• **WHAT IS BEING ASKED**
Go through the data and copy every line in which "Whether" appears.
[SUPPLIED RECORDS]
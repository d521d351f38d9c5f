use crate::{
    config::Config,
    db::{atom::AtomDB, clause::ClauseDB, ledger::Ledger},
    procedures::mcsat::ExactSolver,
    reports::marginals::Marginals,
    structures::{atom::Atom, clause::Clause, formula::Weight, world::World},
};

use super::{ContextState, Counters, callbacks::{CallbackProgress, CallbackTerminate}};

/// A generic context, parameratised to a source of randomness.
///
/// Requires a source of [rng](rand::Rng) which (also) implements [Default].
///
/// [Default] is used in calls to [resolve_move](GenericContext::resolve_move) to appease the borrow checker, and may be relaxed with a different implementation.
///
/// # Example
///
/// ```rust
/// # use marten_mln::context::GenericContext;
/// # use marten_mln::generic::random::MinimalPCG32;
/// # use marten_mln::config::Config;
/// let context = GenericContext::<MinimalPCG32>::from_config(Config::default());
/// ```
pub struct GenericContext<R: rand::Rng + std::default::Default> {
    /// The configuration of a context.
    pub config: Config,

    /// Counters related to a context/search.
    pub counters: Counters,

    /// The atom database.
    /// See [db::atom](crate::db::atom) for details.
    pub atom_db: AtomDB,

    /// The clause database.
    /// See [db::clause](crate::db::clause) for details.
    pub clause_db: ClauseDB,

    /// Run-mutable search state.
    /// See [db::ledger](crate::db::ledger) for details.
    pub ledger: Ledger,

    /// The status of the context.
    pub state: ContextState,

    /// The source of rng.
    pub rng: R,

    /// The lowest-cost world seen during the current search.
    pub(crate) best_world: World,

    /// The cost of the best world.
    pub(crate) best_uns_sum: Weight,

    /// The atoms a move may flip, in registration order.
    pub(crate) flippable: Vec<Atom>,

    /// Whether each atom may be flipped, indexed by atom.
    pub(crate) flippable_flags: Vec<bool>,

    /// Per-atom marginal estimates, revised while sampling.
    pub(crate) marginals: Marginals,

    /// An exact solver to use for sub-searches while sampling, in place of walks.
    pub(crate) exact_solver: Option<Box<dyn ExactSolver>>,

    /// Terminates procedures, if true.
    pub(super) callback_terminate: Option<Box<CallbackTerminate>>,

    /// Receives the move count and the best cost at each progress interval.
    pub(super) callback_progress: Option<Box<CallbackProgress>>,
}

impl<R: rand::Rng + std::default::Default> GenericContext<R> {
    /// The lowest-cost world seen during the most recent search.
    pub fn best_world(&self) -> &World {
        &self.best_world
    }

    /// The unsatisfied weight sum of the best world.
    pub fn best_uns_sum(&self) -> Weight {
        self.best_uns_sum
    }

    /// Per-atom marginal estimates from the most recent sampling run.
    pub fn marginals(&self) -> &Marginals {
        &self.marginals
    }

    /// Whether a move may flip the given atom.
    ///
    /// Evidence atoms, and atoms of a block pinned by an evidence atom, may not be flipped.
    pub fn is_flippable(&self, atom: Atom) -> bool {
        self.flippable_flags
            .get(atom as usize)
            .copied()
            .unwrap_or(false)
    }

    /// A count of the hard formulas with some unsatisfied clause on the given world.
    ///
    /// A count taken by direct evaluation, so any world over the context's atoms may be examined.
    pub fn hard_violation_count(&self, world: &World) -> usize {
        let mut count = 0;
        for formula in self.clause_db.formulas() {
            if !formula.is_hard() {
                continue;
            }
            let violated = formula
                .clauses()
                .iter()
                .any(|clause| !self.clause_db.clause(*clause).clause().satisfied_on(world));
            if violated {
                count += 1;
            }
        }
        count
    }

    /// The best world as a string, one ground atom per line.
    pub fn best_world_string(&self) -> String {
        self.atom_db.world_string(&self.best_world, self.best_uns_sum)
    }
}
[/SUPPLIED RECORDS]
[SUPPLIED RECORDS]
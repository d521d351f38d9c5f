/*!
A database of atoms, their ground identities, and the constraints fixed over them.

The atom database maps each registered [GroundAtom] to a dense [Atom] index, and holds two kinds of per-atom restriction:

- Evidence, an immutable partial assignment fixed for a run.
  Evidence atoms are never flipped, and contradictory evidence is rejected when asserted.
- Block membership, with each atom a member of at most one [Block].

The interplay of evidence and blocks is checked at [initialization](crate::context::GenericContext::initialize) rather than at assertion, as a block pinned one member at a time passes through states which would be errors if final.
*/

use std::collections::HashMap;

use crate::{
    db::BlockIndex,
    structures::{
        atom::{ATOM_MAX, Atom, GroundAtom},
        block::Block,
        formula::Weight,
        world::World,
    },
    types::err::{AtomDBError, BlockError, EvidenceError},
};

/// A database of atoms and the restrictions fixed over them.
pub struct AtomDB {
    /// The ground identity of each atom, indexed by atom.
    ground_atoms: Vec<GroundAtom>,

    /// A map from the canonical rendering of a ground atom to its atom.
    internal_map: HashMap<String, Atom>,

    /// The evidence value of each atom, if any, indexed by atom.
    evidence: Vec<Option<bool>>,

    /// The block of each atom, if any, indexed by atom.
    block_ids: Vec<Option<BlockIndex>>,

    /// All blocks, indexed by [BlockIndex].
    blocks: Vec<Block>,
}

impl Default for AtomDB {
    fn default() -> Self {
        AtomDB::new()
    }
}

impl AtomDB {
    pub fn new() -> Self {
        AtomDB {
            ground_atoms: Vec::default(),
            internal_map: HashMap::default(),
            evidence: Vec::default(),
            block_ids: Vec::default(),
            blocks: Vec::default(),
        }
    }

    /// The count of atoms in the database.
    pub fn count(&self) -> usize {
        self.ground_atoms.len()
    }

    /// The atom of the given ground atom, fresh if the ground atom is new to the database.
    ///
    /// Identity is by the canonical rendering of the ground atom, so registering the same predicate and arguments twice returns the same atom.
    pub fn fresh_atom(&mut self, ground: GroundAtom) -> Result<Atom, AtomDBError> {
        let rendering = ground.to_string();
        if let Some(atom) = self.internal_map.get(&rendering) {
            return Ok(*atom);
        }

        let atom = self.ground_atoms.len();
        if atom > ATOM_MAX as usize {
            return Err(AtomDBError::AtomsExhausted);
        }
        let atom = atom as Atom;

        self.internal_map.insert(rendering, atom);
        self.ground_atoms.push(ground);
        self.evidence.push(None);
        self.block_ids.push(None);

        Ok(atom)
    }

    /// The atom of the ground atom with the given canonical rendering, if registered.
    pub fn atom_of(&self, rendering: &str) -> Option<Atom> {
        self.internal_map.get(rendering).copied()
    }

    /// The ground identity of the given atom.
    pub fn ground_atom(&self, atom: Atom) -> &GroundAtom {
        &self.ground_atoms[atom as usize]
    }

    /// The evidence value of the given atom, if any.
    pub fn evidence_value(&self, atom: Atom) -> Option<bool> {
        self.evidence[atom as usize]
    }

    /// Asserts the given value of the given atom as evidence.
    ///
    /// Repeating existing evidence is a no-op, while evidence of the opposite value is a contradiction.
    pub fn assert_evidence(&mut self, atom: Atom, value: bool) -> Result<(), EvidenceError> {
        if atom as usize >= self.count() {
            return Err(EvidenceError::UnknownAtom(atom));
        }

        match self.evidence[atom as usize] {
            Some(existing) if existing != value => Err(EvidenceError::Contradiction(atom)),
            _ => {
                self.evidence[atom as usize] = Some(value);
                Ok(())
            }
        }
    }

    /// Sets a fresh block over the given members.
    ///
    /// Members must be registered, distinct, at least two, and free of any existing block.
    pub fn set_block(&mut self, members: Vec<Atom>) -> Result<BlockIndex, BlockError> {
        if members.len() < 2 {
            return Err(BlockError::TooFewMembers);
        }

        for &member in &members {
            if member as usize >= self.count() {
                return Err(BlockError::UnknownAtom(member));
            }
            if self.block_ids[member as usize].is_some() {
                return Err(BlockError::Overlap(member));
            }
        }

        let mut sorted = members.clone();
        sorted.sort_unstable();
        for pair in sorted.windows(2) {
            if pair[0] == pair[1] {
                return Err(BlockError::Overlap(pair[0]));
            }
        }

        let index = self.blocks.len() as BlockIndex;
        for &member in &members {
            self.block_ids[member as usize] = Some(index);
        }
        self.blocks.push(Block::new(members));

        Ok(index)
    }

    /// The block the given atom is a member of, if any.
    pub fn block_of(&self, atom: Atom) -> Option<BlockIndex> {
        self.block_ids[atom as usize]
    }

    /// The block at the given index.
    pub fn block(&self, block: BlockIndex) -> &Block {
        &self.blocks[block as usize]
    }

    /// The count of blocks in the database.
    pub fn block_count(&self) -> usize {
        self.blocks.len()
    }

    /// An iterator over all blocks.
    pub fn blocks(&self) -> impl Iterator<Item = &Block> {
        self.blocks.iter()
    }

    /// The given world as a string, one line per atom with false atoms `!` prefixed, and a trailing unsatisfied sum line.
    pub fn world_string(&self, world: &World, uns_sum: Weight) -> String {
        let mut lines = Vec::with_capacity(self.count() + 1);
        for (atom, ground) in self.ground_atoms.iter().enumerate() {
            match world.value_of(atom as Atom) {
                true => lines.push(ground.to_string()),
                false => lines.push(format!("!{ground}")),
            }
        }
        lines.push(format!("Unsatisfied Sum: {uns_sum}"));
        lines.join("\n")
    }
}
[/SUPPLIED RECORDS]
• **RESPONSE TO THIS EXERCISE**
    /// Whether each atom may be flipped, indexed by atom.
    /// Whether a move may flip the given atom.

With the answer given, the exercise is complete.